▶ _ABOUT THIS TASK_: Write the data below out in full, exactly as it stands.

SOURCE DATA Start Marker

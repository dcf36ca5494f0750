//! Comparison operators for query criteria.
//!
//! The [`Operator`] enum is the closed vocabulary that gives a
//! [`Criteria`](crate::Criteria) its meaning. Each operator has a stable
//! numeric code and a short lowercase name used when a query is serialized
//! or logged.

use std::fmt;
use std::str::FromStr;

use serde::{Deserialize, Serialize};

use crate::error::QueryError;

/// Display name for codes outside the known range.
pub const UNDEFINED: &str = "undefined";

/// Comparison operator for a criteria.
#[derive(Debug, Clone, Copy, PartialEq, Eq, Hash, PartialOrd, Ord, Serialize, Deserialize)]
#[repr(u8)]
pub enum Operator {
    /// Equal (exact match).
    #[serde(rename = "eq")]
    Equal = 1,
    /// Not equal.
    #[serde(rename = "ne")]
    NotEqual = 2,
    /// Greater than.
    #[serde(rename = "gt")]
    GreaterThan = 3,
    /// Greater than or equal.
    #[serde(rename = "gte")]
    GreaterOrEqual = 4,
    /// Less than.
    #[serde(rename = "lt")]
    LessThan = 5,
    /// Less than or equal.
    #[serde(rename = "lte")]
    LessOrEqual = 6,
    /// Value is one of the given set.
    #[serde(rename = "in")]
    In = 7,
    /// Value is none of the given set.
    #[serde(rename = "nin")]
    NotIn = 8,
}

impl Operator {
    /// Every operator, in code order.
    pub const ALL: [Operator; 8] = [
        Operator::Equal,
        Operator::NotEqual,
        Operator::GreaterThan,
        Operator::GreaterOrEqual,
        Operator::LessThan,
        Operator::LessOrEqual,
        Operator::In,
        Operator::NotIn,
    ];

    /// Returns the stable numeric code of this operator.
    pub fn code(self) -> u8 {
        self as u8
    }

    /// Looks up an operator by its numeric code.
    pub fn from_code(code: u8) -> Option<Operator> {
        Operator::ALL.iter().copied().find(|op| op.code() == code)
    }

    /// Returns the display name for a raw code.
    ///
    /// Unknown codes render as `"undefined"` instead of failing.
    pub fn name_for_code(code: u8) -> &'static str {
        Operator::from_code(code).map_or(UNDEFINED, Operator::as_str)
    }

    /// Returns `true` for the ordering operators (`gt`, `gte`, `lt`, `lte`).
    pub fn is_range(self) -> bool {
        matches!(
            self,
            Operator::GreaterThan
                | Operator::GreaterOrEqual
                | Operator::LessThan
                | Operator::LessOrEqual
        )
    }

    /// Returns `true` for the set operators (`in`, `nin`).
    pub fn is_membership(self) -> bool {
        matches!(self, Operator::In | Operator::NotIn)
    }

    /// Returns the display name of this operator.
    pub fn as_str(self) -> &'static str {
        match self {
            Operator::Equal => "eq",
            Operator::NotEqual => "ne",
            Operator::GreaterThan => "gt",
            Operator::GreaterOrEqual => "gte",
            Operator::LessThan => "lt",
            Operator::LessOrEqual => "lte",
            Operator::In => "in",
            Operator::NotIn => "nin",
        }
    }
}

impl fmt::Display for Operator {
    fn fmt(&self, f: &mut fmt::Formatter<'_>) -> fmt::Result {
        write!(f, "{}", self.as_str())
    }
}

impl FromStr for Operator {
    type Err = QueryError;

    fn from_str(s: &str) -> Result<Self, Self::Err> {
        Operator::ALL
            .iter()
            .copied()
            .find(|op| op.as_str() == s)
            .ok_or_else(|| QueryError::UnknownOperator(s.to_string()))
    }
}

impl TryFrom<u8> for Operator {
    type Error = u8;

    fn try_from(code: u8) -> Result<Self, Self::Error> {
        Operator::from_code(code).ok_or(code)
    }
}
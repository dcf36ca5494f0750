//! Error types for the query crate.

use std::num::ParseIntError;

use thiserror::Error;

/// Errors that can occur when building a query.
#[derive(Debug, Error)]
pub enum QueryError {
    /// A value was rejected by one or more of its validators.
    #[error("invalid value {value} for '{field}': {}", .reasons.join("; "))]
    Validation {
        field: String,
        value: String,
        reasons: Vec<String>,
    },

    /// A pagination parameter could not be parsed as an integer.
    #[error("invalid {field} '{input}': {source}")]
    Parse {
        field: &'static str,
        input: String,
        #[source]
        source: ParseIntError,
    },

    /// Invalid regular expression pattern.
    #[error("invalid regex pattern: {0}")]
    InvalidRegex(#[from] regex::Error),

    /// Operator name is not one of the known short names.
    #[error("unknown operator '{0}'")]
    UnknownOperator(String),

    /// Query configuration could not be parsed.
    #[error("invalid query config: {0}")]
    Config(#[from] serde_yaml::Error),

    /// Query configuration parsed but its bounds are inconsistent.
    #[error("invalid query config: {0}")]
    ConfigBounds(String),

    /// Several failures, in the order they occurred.
    #[error("{}", display_lines(.0))]
    Multiple(Vec<QueryError>),
}

impl QueryError {
    /// Create a validation error.
    pub fn validation(
        field: impl Into<String>,
        value: impl Into<String>,
        reasons: Vec<String>,
    ) -> Self {
        Self::Validation {
            field: field.into(),
            value: value.into(),
            reasons,
        }
    }

    /// Joins a list of errors.
    ///
    /// Returns `None` for an empty list and the error itself for a list of one.
    pub fn join(mut errors: Vec<QueryError>) -> Option<QueryError> {
        match errors.len() {
            0 => None,
            1 => errors.pop(),
            _ => Some(QueryError::Multiple(errors)),
        }
    }

    /// Returns the individual errors, flattening nested joins.
    pub fn errors(&self) -> Vec<&QueryError> {
        match self {
            QueryError::Multiple(errors) => errors.iter().flat_map(|e| e.errors()).collect(),
            other => vec![other],
        }
    }

    /// Returns `true` if this is (or only contains) validation failures.
    pub fn is_validation(&self) -> bool {
        self.errors()
            .iter()
            .all(|e| matches!(e, QueryError::Validation { .. }))
    }
}

fn display_lines(errors: &[QueryError]) -> String {
    errors
        .iter()
        .map(|e| e.to_string())
        .collect::<Vec<_>>()
        .join("\n")
}

/// Returned by an [`EventStore`](crate::EventStore) when an append is made
/// against a stale version.
#[derive(Debug, Clone, Copy, PartialEq, Eq, Error)]
#[error("version conflict: expected {expected}, found {actual}")]
pub struct VersionConflict {
    /// Version the caller expected the stream to be at.
    pub expected: u64,
    /// Version the stream is actually at.
    pub actual: u64,
}

/// Result type for query operations.
pub type Result<T> = std::result::Result<T, QueryError>;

SOURCE DATA End Marker

▶ _FINISHED EXERCISE_:
repository dcf36ca5494f0750
//! Comparison operators for query criteria.
//!
//! The [`Operator`] enum is the closed vocabulary that gives a
//! [`Criteria`](crate::Criteria) its meaning. Each operator has a stable
//! numeric code and a short lowercase name used when a query is serialized
//! or logged.

use std::fmt;
use std::str::FromStr;

use serde::{Deserialize, Serialize};

use crate::error::QueryError;

/// Display name for codes outside the known range.
pub const UNDEFINED: &str = "undefined";

/// Comparison operator for a criteria.
#[derive(Debug, Clone, Copy, PartialEq, Eq, Hash, PartialOrd, Ord, Serialize, Deserialize)]
#[repr(u8)]
pub enum Operator {
    /// Equal (exact match).
    #[serde(rename = "eq")]
    Equal = 1,
    /// Not equal.
    #[serde(rename = "ne")]
    NotEqual = 2,
    /// Greater than.
    #[serde(rename = "gt")]
    GreaterThan = 3,
    /// Greater than or equal.
    #[serde(rename = "gte")]
    GreaterOrEqual = 4,
    /// Less than.
    #[serde(rename = "lt")]
    LessThan = 5,
    /// Less than or equal.
    #[serde(rename = "lte")]
    LessOrEqual = 6,
    /// Value is one of the given set.
    #[serde(rename = "in")]
    In = 7,
    /// Value is none of the given set.
    #[serde(rename = "nin")]
    NotIn = 8,
}

impl Operator {
    /// Every operator, in code order.
    pub const ALL: [Operator; 8] = [
        Operator::Equal,
        Operator::NotEqual,
        Operator::GreaterThan,
        Operator::GreaterOrEqual,
        Operator::LessThan,
        Operator::LessOrEqual,
        Operator::In,
        Operator::NotIn,
    ];

    /// Returns the stable numeric code of this operator.
    pub fn code(self) -> u8 {
        self as u8
    }

    /// Looks up an operator by its numeric code.
    pub fn from_code(code: u8) -> Option<Operator> {
        Operator::ALL.iter().copied().find(|op| op.code() == code)
    }

    /// Returns the display name for a raw code.
    ///
    /// Unknown codes render as `"undefined"` instead of failing.
    pub fn name_for_code(code: u8) -> &'static str {
        Operator::from_code(code).map_or(UNDEFINED, Operator::as_str)
    }

    /// Returns `true` for the ordering operators (`gt`, `gte`, `lt`, `lte`).
    pub fn is_range(self) -> bool {
        matches!(
            self,
            Operator::GreaterThan
                | Operator::GreaterOrEqual
                | Operator::LessThan
                | Operator::LessOrEqual
        )
    }

    /// Returns `true` for the set operators (`in`, `nin`).
    pub fn is_membership(self) -> bool {
        matches!(self, Operator::In | Operator::NotIn)
    }

    /// Returns the display name of this operator.
    pub fn as_str(self) -> &'static str {
        match self {
            Operator::Equal => "eq",
            Operator::NotEqual => "ne",
            Operator::GreaterThan => "gt",
            Operator::GreaterOrEqual => "gte",
            Operator::LessThan => "lt",
            Operator::LessOrEqual => "lte",
            Operator::In => "in",
            Operator::NotIn => "nin",
        }
    }
}

impl fmt::Display for Operator {
    fn fmt(&self, f: &mut fmt::Formatter<'_>) -> fmt::Result {
        write!(f, "{}", self.as_str())
    }
}

impl FromStr for Operator {
    type Err = QueryError;

    fn from_str(s: &str) -> Result<Self, Self::Err> {
        Operator::ALL
            .iter()
            .copied()
            .find(|op| op.as_str() == s)
            .ok_or_else(|| QueryError::UnknownOperator(s.to_string()))
    }
}

impl TryFrom<u8> for Operator {
    type Error = u8;

    fn try_from(code: u8) -> Result<Self, Self::Error> {
        Operator::from_code(code).ok_or(code)
    }
}
repository dcf36ca5494f0750
//! Error types for the query crate.

use std::num::ParseIntError;

use thiserror::Error;

/// Errors that can occur when building a query.
#[derive(Debug, Error)]
pub enum QueryError {
    /// A value was rejected by one or more of its validators.
    #[error("invalid value {value} for '{field}': {}", .reasons.join("; "))]
    Validation {
        field: String,
        value: String,
        reasons: Vec<String>,
    },

    /// A pagination parameter could not be parsed as an integer.
    #[error("invalid {field} '{input}': {source}")]
    Parse {
        field: &'static str,
        input: String,
        #[source]
        source: ParseIntError,
    },

    /// Invalid regular expression pattern.
    #[error("invalid regex pattern: {0}")]
    InvalidRegex(#[from] regex::Error),

    /// Operator name is not one of the known short names.
    #[error("unknown operator '{0}'")]
    UnknownOperator(String),

    /// Query configuration could not be parsed.
    #[error("invalid query config: {0}")]
    Config(#[from] serde_yaml::Error),

    /// Query configuration parsed but its bounds are inconsistent.
    #[error("invalid query config: {0}")]
    ConfigBounds(String),

    /// Several failures, in the order they occurred.
    #[error("{}", display_lines(.0))]
    Multiple(Vec<QueryError>),
}

impl QueryError {
    /// Create a validation error.
    pub fn validation(
        field: impl Into<String>,
        value: impl Into<String>,
        reasons: Vec<String>,
    ) -> Self {
        Self::Validation {
            field: field.into(),
            value: value.into(),
            reasons,
        }
    }

    /// Joins a list of errors.
    ///
    /// Returns `None` for an empty list and the error itself for a list of one.
    pub fn join(mut errors: Vec<QueryError>) -> Option<QueryError> {
        match errors.len() {
            0 => None,
            1 => errors.pop(),
            _ => Some(QueryError::Multiple(errors)),
        }
    }

    /// Returns the individual errors, flattening nested joins.
    pub fn errors(&self) -> Vec<&QueryError> {
        match self {
            QueryError::Multiple(errors) => errors.iter().flat_map(|e| e.errors()).collect(),
            other => vec![other],
        }
    }

    /// Returns `true` if this is (or only contains) validation failures.
    pub fn is_validation(&self) -> bool {
        self.errors()
            .iter()
            .all(|e| matches!(e, QueryError::Validation { .. }))
    }
}

fn display_lines(errors: &[QueryError]) -> String {
    errors
        .iter()
        .map(|e| e.to_string())
        .collect::<Vec<_>>()
        .join("\n")
}

/// Returned by an [`EventStore`](crate::EventStore) when an append is made
/// against a stale version.
#[derive(Debug, Clone, Copy, PartialEq, Eq, Error)]
#[error("version conflict: expected {expected}, found {actual}")]
pub struct VersionConflict {
    /// Version the caller expected the stream to be at.
    pub expected: u64,
    /// Version the stream is actually at.
    pub actual: u64,
}

/// Result type for query operations.
pub type Result<T> = std::result::Result<T, QueryError>;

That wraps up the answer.